Work item -> Among the lines below, restate word for word only those from the line with "fn sub(self, rhs: Self)" through the line with "let picked = [table[lanes[0]", with both end lines kept.
--- Record excerpts Enclosed Below ---
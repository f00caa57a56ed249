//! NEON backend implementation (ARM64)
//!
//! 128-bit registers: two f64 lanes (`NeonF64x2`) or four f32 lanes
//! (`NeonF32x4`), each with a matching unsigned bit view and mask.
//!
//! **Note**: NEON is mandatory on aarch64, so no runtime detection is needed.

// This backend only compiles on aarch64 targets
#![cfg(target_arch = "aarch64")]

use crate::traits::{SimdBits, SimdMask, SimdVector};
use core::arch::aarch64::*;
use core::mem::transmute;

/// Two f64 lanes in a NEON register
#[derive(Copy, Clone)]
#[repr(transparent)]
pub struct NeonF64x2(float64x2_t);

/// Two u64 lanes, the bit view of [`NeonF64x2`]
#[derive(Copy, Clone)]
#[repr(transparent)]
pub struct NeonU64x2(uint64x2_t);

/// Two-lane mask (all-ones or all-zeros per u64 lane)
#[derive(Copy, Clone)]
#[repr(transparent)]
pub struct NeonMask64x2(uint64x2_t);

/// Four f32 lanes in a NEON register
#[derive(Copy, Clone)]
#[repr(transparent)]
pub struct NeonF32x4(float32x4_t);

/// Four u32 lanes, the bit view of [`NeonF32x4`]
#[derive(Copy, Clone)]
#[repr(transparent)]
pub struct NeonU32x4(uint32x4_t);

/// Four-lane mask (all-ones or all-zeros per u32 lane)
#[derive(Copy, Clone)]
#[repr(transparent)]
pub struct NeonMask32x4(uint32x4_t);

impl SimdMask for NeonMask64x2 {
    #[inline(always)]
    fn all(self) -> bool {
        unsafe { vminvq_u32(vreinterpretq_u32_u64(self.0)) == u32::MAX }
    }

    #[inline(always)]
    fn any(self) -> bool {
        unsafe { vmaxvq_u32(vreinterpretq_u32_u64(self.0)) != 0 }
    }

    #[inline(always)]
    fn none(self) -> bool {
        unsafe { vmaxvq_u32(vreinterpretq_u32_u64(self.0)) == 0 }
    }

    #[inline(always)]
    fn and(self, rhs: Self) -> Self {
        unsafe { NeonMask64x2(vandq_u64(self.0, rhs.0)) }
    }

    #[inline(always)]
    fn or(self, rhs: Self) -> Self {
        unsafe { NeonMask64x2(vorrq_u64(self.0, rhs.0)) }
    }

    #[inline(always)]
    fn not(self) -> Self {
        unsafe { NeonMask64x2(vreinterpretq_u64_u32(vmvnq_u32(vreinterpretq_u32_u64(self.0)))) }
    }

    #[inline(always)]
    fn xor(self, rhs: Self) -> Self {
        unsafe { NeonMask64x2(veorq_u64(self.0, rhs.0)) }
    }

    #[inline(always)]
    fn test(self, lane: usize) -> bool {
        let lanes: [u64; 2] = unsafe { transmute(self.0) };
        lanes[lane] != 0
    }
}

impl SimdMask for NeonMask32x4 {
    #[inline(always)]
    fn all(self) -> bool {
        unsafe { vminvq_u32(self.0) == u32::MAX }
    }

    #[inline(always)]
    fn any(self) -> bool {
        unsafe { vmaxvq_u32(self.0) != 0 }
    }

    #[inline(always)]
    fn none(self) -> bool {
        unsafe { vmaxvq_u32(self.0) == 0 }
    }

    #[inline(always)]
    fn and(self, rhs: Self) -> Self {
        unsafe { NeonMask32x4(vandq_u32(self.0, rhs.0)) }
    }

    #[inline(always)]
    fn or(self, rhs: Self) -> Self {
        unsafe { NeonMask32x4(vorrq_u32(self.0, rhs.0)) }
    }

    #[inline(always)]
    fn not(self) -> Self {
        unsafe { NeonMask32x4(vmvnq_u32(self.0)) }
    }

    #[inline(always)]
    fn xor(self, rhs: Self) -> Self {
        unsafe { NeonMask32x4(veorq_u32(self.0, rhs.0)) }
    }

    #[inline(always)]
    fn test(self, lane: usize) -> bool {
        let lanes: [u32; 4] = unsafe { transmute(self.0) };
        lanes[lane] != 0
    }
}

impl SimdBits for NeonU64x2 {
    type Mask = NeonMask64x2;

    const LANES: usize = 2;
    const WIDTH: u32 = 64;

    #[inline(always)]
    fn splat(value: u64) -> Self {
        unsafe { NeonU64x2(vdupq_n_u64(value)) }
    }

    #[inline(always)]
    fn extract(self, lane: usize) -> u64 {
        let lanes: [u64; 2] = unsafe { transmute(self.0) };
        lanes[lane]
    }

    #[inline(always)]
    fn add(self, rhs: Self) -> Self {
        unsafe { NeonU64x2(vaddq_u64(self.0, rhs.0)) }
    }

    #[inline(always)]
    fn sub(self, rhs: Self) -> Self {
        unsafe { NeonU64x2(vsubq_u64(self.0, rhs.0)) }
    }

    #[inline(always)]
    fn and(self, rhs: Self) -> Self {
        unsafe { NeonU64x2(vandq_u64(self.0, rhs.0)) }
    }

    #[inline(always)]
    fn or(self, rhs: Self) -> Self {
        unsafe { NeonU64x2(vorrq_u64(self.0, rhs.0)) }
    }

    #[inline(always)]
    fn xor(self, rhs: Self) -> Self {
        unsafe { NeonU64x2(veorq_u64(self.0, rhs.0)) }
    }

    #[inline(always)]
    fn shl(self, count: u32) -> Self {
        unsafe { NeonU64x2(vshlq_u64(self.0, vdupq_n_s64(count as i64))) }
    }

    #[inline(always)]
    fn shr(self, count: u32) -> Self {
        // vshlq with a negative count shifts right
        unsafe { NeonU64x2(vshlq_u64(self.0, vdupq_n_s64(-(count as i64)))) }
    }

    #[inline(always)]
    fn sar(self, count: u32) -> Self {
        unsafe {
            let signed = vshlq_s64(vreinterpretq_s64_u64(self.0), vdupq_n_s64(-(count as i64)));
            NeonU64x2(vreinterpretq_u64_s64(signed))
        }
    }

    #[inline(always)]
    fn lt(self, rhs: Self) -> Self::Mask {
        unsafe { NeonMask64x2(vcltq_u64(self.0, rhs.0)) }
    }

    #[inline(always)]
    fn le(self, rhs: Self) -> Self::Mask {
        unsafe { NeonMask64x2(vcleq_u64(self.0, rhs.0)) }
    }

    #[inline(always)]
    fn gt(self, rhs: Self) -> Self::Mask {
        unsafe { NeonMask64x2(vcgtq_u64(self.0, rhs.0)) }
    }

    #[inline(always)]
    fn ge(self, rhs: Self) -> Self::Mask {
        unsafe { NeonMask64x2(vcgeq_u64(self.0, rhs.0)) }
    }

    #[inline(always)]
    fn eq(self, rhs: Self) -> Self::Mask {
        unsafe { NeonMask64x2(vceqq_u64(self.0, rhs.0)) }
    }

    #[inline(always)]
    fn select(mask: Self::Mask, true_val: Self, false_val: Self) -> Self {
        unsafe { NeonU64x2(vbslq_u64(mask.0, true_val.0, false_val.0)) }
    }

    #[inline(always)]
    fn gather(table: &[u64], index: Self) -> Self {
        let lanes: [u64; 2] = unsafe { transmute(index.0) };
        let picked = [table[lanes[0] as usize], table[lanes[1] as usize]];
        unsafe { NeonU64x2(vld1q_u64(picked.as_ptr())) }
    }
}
--- End of Enclosed Record excerpts ---
Result ->
    fn sub(self, rhs: Self) -> Self {
        unsafe { NeonU64x2(vsubq_u64(self.0, rhs.0)) }
    }

    #[inline(always)]
    fn and(self, rhs: Self) -> Self {
        unsafe { NeonU64x2(vandq_u64(self.0, rhs.0)) }
    }

    #[inline(always)]
    fn or(self, rhs: Self) -> Self {
        unsafe { NeonU64x2(vorrq_u64(self.0, rhs.0)) }
    }

    #[inline(always)]
    fn xor(self, rhs: Self) -> Self {
        unsafe { NeonU64x2(veorq_u64(self.0, rhs.0)) }
    }

    #[inline(always)]
    fn shl(self, count: u32) -> Self {
        unsafe { NeonU64x2(vshlq_u64(self.0, vdupq_n_s64(count as i64))) }
    }

    #[inline(always)]
    fn shr(self, count: u32) -> Self {
        // vshlq with a negative count shifts right
        unsafe { NeonU64x2(vshlq_u64(self.0, vdupq_n_s64(-(count as i64)))) }
    }

    #[inline(always)]
    fn sar(self, count: u32) -> Self {
        unsafe {
            let signed = vshlq_s64(vreinterpretq_s64_u64(self.0), vdupq_n_s64(-(count as i64)));
            NeonU64x2(vreinterpretq_u64_s64(signed))
        }
    }

    #[inline(always)]
    fn lt(self, rhs: Self) -> Self::Mask {
        unsafe { NeonMask64x2(vcltq_u64(self.0, rhs.0)) }
    }

    #[inline(always)]
    fn le(self, rhs: Self) -> Self::Mask {
        unsafe { NeonMask64x2(vcleq_u64(self.0, rhs.0)) }
    }

    #[inline(always)]
    fn gt(self, rhs: Self) -> Self::Mask {
        unsafe { NeonMask64x2(vcgtq_u64(self.0, rhs.0)) }
    }

    #[inline(always)]
    fn ge(self, rhs: Self) -> Self::Mask {
        unsafe { NeonMask64x2(vcgeq_u64(self.0, rhs.0)) }
    }

    #[inline(always)]
    fn eq(self, rhs: Self) -> Self::Mask {
        unsafe { NeonMask64x2(vceqq_u64(self.0, rhs.0)) }
    }

    #[inline(always)]
    fn select(mask: Self::Mask, true_val: Self, false_val: Self) -> Self {
        unsafe { NeonU64x2(vbslq_u64(mask.0, true_val.0, false_val.0)) }
    }

    #[inline(always)]
    fn gather(table: &[u64], index: Self) -> Self {
        let lanes: [u64; 2] = unsafe { transmute(index.0) };
        let picked = [table[lanes[0] as usize], table[lanes[1] as usize]];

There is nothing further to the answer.